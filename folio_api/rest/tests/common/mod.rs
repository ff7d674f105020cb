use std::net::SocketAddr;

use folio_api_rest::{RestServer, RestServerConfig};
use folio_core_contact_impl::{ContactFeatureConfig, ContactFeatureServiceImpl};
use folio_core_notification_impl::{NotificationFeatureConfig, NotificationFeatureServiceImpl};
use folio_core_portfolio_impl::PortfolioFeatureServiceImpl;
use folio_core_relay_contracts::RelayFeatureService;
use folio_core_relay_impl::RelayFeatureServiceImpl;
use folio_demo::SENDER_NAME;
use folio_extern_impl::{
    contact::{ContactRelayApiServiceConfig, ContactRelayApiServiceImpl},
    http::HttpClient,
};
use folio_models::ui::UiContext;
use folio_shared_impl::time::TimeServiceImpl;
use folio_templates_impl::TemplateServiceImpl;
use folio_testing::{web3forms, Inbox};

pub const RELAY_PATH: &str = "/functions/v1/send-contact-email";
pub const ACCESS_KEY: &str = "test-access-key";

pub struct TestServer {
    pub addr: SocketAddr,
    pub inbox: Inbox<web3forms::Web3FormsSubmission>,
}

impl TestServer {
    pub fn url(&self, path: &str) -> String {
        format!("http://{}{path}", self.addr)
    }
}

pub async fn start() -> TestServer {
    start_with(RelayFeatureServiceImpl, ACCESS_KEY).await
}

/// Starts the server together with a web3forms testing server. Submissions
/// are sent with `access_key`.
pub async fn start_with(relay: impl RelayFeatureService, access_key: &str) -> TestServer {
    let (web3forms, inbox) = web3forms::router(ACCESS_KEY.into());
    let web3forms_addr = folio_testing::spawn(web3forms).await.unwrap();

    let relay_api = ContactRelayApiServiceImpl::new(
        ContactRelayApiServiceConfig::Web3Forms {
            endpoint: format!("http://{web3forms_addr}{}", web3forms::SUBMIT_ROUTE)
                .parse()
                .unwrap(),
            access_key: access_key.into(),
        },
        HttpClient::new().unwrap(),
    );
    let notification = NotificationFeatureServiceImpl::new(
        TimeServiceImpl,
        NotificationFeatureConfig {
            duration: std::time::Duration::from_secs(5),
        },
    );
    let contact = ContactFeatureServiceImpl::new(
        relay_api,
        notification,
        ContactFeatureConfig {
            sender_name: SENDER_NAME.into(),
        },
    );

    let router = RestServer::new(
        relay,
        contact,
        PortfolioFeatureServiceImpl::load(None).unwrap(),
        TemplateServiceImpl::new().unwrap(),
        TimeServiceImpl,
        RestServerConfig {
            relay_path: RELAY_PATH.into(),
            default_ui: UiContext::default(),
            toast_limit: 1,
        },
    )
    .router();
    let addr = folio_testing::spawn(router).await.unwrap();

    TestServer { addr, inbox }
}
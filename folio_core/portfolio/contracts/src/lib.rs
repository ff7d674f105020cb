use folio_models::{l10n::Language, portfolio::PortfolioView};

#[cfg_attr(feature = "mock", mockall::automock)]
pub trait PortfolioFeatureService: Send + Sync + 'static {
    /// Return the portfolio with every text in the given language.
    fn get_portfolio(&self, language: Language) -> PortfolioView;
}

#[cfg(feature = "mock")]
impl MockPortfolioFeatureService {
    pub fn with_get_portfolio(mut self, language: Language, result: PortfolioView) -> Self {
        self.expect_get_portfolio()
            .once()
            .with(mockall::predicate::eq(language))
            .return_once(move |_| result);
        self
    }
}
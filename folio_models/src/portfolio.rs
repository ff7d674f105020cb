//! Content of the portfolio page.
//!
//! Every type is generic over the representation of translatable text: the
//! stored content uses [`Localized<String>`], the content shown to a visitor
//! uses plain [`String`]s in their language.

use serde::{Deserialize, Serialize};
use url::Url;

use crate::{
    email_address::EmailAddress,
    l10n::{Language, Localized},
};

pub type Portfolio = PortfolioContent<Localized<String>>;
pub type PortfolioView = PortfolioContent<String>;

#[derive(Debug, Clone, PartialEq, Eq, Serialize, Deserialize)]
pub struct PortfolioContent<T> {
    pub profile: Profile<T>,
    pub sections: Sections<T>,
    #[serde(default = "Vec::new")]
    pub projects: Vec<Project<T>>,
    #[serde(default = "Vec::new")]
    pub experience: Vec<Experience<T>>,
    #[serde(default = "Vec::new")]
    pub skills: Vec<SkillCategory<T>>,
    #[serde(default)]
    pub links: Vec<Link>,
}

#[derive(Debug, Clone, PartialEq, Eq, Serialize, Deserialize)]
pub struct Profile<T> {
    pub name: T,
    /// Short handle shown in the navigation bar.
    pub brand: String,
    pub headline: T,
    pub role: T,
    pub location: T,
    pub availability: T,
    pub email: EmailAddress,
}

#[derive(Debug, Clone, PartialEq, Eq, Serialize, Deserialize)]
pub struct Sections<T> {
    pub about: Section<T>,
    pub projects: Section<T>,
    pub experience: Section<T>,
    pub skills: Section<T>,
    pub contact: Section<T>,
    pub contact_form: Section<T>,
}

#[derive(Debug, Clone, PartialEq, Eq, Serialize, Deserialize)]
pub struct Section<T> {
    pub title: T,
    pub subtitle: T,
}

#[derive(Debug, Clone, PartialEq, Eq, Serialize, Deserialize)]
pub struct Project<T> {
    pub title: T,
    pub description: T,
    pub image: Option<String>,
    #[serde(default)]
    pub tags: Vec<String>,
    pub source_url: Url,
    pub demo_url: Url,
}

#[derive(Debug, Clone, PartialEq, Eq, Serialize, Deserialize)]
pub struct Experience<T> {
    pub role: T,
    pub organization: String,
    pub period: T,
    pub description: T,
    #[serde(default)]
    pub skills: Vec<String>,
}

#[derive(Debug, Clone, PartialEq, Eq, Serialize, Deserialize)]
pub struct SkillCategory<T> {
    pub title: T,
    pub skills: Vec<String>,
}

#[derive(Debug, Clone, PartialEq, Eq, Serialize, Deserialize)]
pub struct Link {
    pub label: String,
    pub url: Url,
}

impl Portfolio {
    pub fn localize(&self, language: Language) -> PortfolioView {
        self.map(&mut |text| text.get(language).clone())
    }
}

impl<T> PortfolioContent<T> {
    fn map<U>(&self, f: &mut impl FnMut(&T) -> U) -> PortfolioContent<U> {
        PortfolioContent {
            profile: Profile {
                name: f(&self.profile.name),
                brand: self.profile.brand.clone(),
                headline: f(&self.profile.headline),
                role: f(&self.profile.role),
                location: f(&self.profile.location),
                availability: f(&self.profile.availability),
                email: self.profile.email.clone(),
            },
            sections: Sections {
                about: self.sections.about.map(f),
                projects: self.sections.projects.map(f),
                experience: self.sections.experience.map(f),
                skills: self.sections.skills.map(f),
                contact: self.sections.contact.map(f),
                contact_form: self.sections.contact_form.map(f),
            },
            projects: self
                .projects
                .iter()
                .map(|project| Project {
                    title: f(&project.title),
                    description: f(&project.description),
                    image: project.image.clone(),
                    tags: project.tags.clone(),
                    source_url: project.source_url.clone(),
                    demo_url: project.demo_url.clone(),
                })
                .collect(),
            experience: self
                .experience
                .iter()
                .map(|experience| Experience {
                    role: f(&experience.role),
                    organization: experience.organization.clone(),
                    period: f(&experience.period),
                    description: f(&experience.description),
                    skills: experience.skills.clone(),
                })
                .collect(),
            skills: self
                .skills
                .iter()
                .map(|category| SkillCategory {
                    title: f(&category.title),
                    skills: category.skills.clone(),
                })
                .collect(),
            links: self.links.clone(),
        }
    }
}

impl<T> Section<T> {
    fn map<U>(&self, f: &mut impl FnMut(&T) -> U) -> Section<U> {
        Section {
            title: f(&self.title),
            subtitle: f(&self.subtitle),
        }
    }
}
================
■ **Exercise goal**
Could you set down each entry above word for word?

■ **Expected output**
filename folio_api/rest/tests/common/mod.rs
repository ff7d674f105020cb
use std::net::SocketAddr;

use folio_api_rest::{RestServer, RestServerConfig};
use folio_core_contact_impl::{ContactFeatureConfig, ContactFeatureServiceImpl};
use folio_core_notification_impl::{NotificationFeatureConfig, NotificationFeatureServiceImpl};
use folio_core_portfolio_impl::PortfolioFeatureServiceImpl;
use folio_core_relay_contracts::RelayFeatureService;
use folio_core_relay_impl::RelayFeatureServiceImpl;
use folio_demo::SENDER_NAME;
use folio_extern_impl::{
    contact::{ContactRelayApiServiceConfig, ContactRelayApiServiceImpl},
    http::HttpClient,
};
use folio_models::ui::UiContext;
use folio_shared_impl::time::TimeServiceImpl;
use folio_templates_impl::TemplateServiceImpl;
use folio_testing::{web3forms, Inbox};

pub const RELAY_PATH: &str = "/functions/v1/send-contact-email";
pub const ACCESS_KEY: &str = "test-access-key";

pub struct TestServer {
    pub addr: SocketAddr,
    pub inbox: Inbox<web3forms::Web3FormsSubmission>,
}

impl TestServer {
    pub fn url(&self, path: &str) -> String {
        format!("http://{}{path}", self.addr)
    }
}

pub async fn start() -> TestServer {
    start_with(RelayFeatureServiceImpl, ACCESS_KEY).await
}

/// Starts the server together with a web3forms testing server. Submissions
/// are sent with `access_key`.
pub async fn start_with(relay: impl RelayFeatureService, access_key: &str) -> TestServer {
    let (web3forms, inbox) = web3forms::router(ACCESS_KEY.into());
    let web3forms_addr = folio_testing::spawn(web3forms).await.unwrap();

    let relay_api = ContactRelayApiServiceImpl::new(
        ContactRelayApiServiceConfig::Web3Forms {
            endpoint: format!("http://{web3forms_addr}{}", web3forms::SUBMIT_ROUTE)
                .parse()
                .unwrap(),
            access_key: access_key.into(),
        },
        HttpClient::new().unwrap(),
    );
    let notification = NotificationFeatureServiceImpl::new(
        TimeServiceImpl,
        NotificationFeatureConfig {
            duration: std::time::Duration::from_secs(5),
        },
    );
    let contact = ContactFeatureServiceImpl::new(
        relay_api,
        notification,
        ContactFeatureConfig {
            sender_name: SENDER_NAME.into(),
        },
    );

    let router = RestServer::new(
        relay,
        contact,
        PortfolioFeatureServiceImpl::load(None).unwrap(),
        TemplateServiceImpl::new().unwrap(),
        TimeServiceImpl,
        RestServerConfig {
            relay_path: RELAY_PATH.into(),
            default_ui: UiContext::default(),
            toast_limit: 1,
        },
    )
    .router();
    let addr = folio_testing::spawn(router).await.unwrap();

    TestServer { addr, inbox }
}
filename folio_core/portfolio/contracts/src/lib.rs
repository ff7d674f105020cb
use folio_models::{l10n::Language, portfolio::PortfolioView};

#[cfg_attr(feature = "mock", mockall::automock)]
pub trait PortfolioFeatureService: Send + Sync + 'static {
    /// Return the portfolio with every text in the given language.
    fn get_portfolio(&self, language: Language) -> PortfolioView;
}

#[cfg(feature = "mock")]
impl MockPortfolioFeatureService {
    pub fn with_get_portfolio(mut self, language: Language, result: PortfolioView) -> Self {
        self.expect_get_portfolio()
            .once()
            .with(mockall::predicate::eq(language))
            .return_once(move |_| result);
        self
    }
}
filename folio_models/src/portfolio.rs
repository ff7d674f105020cb
//! Content of the portfolio page.
//!
//! Every type is generic over the representation of translatable text: the
//! stored content uses [`Localized<String>`], the content shown to a visitor
//! uses plain [`String`]s in their language.

use serde::{Deserialize, Serialize};
use url::Url;

use crate::{
    email_address::EmailAddress,
    l10n::{Language, Localized},
};

pub type Portfolio = PortfolioContent<Localized<String>>;
pub type PortfolioView = PortfolioContent<String>;

#[derive(Debug, Clone, PartialEq, Eq, Serialize, Deserialize)]
pub struct PortfolioContent<T> {
    pub profile: Profile<T>,
    pub sections: Sections<T>,
    #[serde(default = "Vec::new")]
    pub projects: Vec<Project<T>>,
    #[serde(default = "Vec::new")]
    pub experience: Vec<Experience<T>>,
    #[serde(default = "Vec::new")]
    pub skills: Vec<SkillCategory<T>>,
    #[serde(default)]
    pub links: Vec<Link>,
}

#[derive(Debug, Clone, PartialEq, Eq, Serialize, Deserialize)]
pub struct Profile<T> {
    pub name: T,
    /// Short handle shown in the navigation bar.
    pub brand: String,
    pub headline: T,
    pub role: T,
    pub location: T,
    pub availability: T,
    pub email: EmailAddress,
}

#[derive(Debug, Clone, PartialEq, Eq, Serialize, Deserialize)]
pub struct Sections<T> {
    pub about: Section<T>,
    pub projects: Section<T>,
    pub experience: Section<T>,
    pub skills: Section<T>,
    pub contact: Section<T>,
    pub contact_form: Section<T>,
}

#[derive(Debug, Clone, PartialEq, Eq, Serialize, Deserialize)]
pub struct Section<T> {
    pub title: T,
    pub subtitle: T,
}

#[derive(Debug, Clone, PartialEq, Eq, Serialize, Deserialize)]
pub struct Project<T> {
    pub title: T,
    pub description: T,
    pub image: Option<String>,
    #[serde(default)]
    pub tags: Vec<String>,
    pub source_url: Url,
    pub demo_url: Url,
}

#[derive(Debug, Clone, PartialEq, Eq, Serialize, Deserialize)]
pub struct Experience<T> {
    pub role: T,
    pub organization: String,
    pub period: T,
    pub description: T,
    #[serde(default)]
    pub skills: Vec<String>,
}

#[derive(Debug, Clone, PartialEq, Eq, Serialize, Deserialize)]
pub struct SkillCategory<T> {
    pub title: T,
    pub skills: Vec<String>,
}

#[derive(Debug, Clone, PartialEq, Eq, Serialize, Deserialize)]
pub struct Link {
    pub label: String,
    pub url: Url,
}

impl Portfolio {
    pub fn localize(&self, language: Language) -> PortfolioView {
        self.map(&mut |text| text.get(language).clone())
    }
}

impl<T> PortfolioContent<T> {
    fn map<U>(&self, f: &mut impl FnMut(&T) -> U) -> PortfolioContent<U> {
        PortfolioContent {
            profile: Profile {
                name: f(&self.profile.name),
                brand: self.profile.brand.clone(),
                headline: f(&self.profile.headline),
                role: f(&self.profile.role),
                location: f(&self.profile.location),
                availability: f(&self.profile.availability),
                email: self.profile.email.clone(),
            },
            sections: Sections {
                about: self.sections.about.map(f),
                projects: self.sections.projects.map(f),
                experience: self.sections.experience.map(f),
                skills: self.sections.skills.map(f),
                contact: self.sections.contact.map(f),
                contact_form: self.sections.contact_form.map(f),
            },
            projects: self
                .projects
                .iter()
                .map(|project| Project {
                    title: f(&project.title),
                    description: f(&project.description),
                    image: project.image.clone(),
                    tags: project.tags.clone(),
                    source_url: project.source_url.clone(),
                    demo_url: project.demo_url.clone(),
                })
                .collect(),
            experience: self
                .experience
                .iter()
                .map(|experience| Experience {
                    role: f(&experience.role),
                    organization: experience.organization.clone(),
                    period: f(&experience.period),
                    description: f(&experience.description),
                    skills: experience.skills.clone(),
                })
                .collect(),
            skills: self
                .skills
                .iter()
                .map(|category| SkillCategory {
                    title: f(&category.title),
                    skills: category.skills.clone(),
                })
                .collect(),
            links: self.links.clone(),
        }
    }
}

impl<T> Section<T> {
    fn map<U>(&self, f: &mut impl FnMut(&T) -> U) -> Section<U> {
        Section {
            title: f(&self.title),
            subtitle: f(&self.subtitle),
        }
    }
}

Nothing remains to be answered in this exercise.